“We won’t drop that part of our practice entirely,” Stanley said. “Bob will handle the bulk of calls for farm animals and horses, but he’ll occasionally need backup.”
“Why don’t we split the work fifty-fifty?”
The young waitress appeared at their table, wisps of hair escaping her ponytail. She set one plate of bruschetta and another of mozzarella sticks on the table. “Your appetizers.”
“They look great,” Dan said, then added gently, “except we didn’t order appetizers.”
Her face blanching, she immediately scooped up the plates. “I’m so sorry. I guess you can tell it’s my first day.”
“It’s not a big deal,” Dan rushed to reassure her. “You’ll get the hang of it in no time.”
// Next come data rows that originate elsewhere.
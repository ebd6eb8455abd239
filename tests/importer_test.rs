// ==========================================
// 孔网导入集成测试
// ==========================================
// 测试目标: CSV 文件 → 炮孔/连接 → 起爆时序
// ==========================================


use drill_blast_engine::config::EngineConfig;
use drill_blast_engine::domain::{ConnectorType, SiteScope};
use drill_blast_engine::engine::{BlastNetworkBuilder, DetonationScheduler};
use drill_blast_engine::importer::{ImportError, PatternImporter};
use drill_blast_engine::logging;
use test_helpers::write_temp_csv;

fn scope() -> SiteScope {
    SiteScope::new(12, 3)
}

#[test]
fn test_import_points_from_csv() {
    logging::init_test();

    let file = write_temp_csv(&[
        "Hole_ID,Easting,Northing,Depth,Spacing,Burden,Diameter,Stemming",
        "B1,512340.004,7210005.001,12,3.5,2.8,0.115,3",
        "B2,512343.504,7210005.003,12,3.5,2.8,0.115,3",
        "B3,not-a-number,7210005,12,3.5,2.8,,",
        "B4,512340.001,7210005.002,12,3.5,2.8,,",
        "B5,512347.0,7210005.0,11.5,3.5,2.8,,",
    ])
    .expect("Failed to write csv");

    let importer = PatternImporter::new(EngineConfig::default());
    let report = importer
        .import_points(file.path(), scope())
        .expect("import should succeed");

    assert_eq!(report.total_rows, 5);
    let ids: Vec<&str> = report.records.iter().map(|p| p.id.as_str()).collect();
    assert_eq!(ids, vec!["B1", "B2", "B5"]);

    // 坐标舍入到 2 位小数
    assert_eq!(report.records[0].x, 512340.0);
    assert_eq!(report.records[1].x, 512343.5);
    assert_eq!(report.records[0].diameter, 0.115);
    assert_eq!(report.records[2].depth, 11.5);
    assert!(report.records.iter().all(|p| p.scope == scope()));

    // B3 类型错误, B4 与 B1 重合
    let skipped: Vec<usize> = report.skipped.iter().map(|s| s.row_number).collect();
    assert_eq!(skipped, vec![3, 4]);
    assert!(!report.batch_id.is_empty());
}

#[test]
fn test_import_connections_and_schedule() {
    logging::init_test();

    let points_file = write_temp_csv(&["id,x,y", "A,0,0", "B,3,0", "C,6,0"]).unwrap();
    let edges_file = write_temp_csv(&[
        "connection_id,from,to,type,delay_ms,seq,starting",
        "c1,A,B,detonating_cord,100,1,true",
        "c2,B,C,1,150,2,false",
        ",A,C,connectors,50,3,",
    ])
    .unwrap();

    let importer = PatternImporter::new(EngineConfig::default());
    let points = importer.import_points(points_file.path(), scope()).unwrap();
    let edges = importer.import_connections(edges_file.path()).unwrap();

    assert_eq!(edges.records.len(), 3);
    assert!(edges.skipped.is_empty());
    assert_eq!(edges.records[1].connector_type, ConnectorType::Connectors);
    // 缺少编号的连接自动生成 UUID
    assert_eq!(edges.records[2].id.len(), 36);

    let network = BlastNetworkBuilder::new(EngineConfig::default())
        .build(&points.records, &edges.records)
        .unwrap();
    let schedule = DetonationScheduler::new().schedule(&network).unwrap();
    assert_eq!(schedule.time_of("C"), Some(250));
}

#[test]
fn test_import_stops_at_configured_ceiling() {
    let mut config = EngineConfig::default();
    config.max_drill_points = 3;

    let file = write_temp_csv(&[
        "id,x,y",
        "H1,0,0",
        "H2,3,0",
        "H3,6,0",
        "H4,9,0",
        "H5,12,0",
    ])
    .unwrap();

    let report = PatternImporter::new(config)
        .import_points(file.path(), scope())
        .unwrap();
    assert_eq!(report.records.len(), 3);
    assert_eq!(report.skipped.len(), 2);
}

#[test]
fn test_unsupported_extension() {
    let file = tempfile::Builder::new().suffix(".txt").tempfile().unwrap();
    let result = PatternImporter::new(EngineConfig::default()).import_points(file.path(), scope());
    assert!(matches!(result, Err(ImportError::UnsupportedFormat(_))));
}

#[test]
fn test_missing_file() {
    let result = PatternImporter::new(EngineConfig::default())
        .import_connections("/nonexistent/connections.csv");
    assert!(matches!(result, Err(ImportError::FileNotFound(_))));
}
“You really think so?” Her voice sounded small.
“I do,” Dan said. “You already have the tableside manner down.”
The waitress was smiling when she left them.
Stanley pointed his index finger at Dan and declared, “That’s why a fifty-fifty split won’t work.”
“Come again?”
“That charm of yours. Why do you think Verducci has been losing business? People want you to take care of their pets. You enjoy that kind of work, too, don’t you?”
“I do,” Dan confirmed.
“Then there’s no problem,” Stanley said. “You can take the occasional call when Verducci needs help. The rest of the time, you won’t have to work so late.”
“I don’t mind working late.” Just last week Dan had been up half the night helping a cow through a difficult birth.
“All you’ve done since you got here is work,” Stanley said. “Look at it this way. It’ll free up your time so you can ask out Jill over there.”
“What makes you think I want to do that?”
Stanley’s laugh rumbled forth. “Besides the way you’re staring at her?”
“She’s pretty,” Dan said lamely.
“So go for it,” Stanley said. “Stop working so hard and have some fun.”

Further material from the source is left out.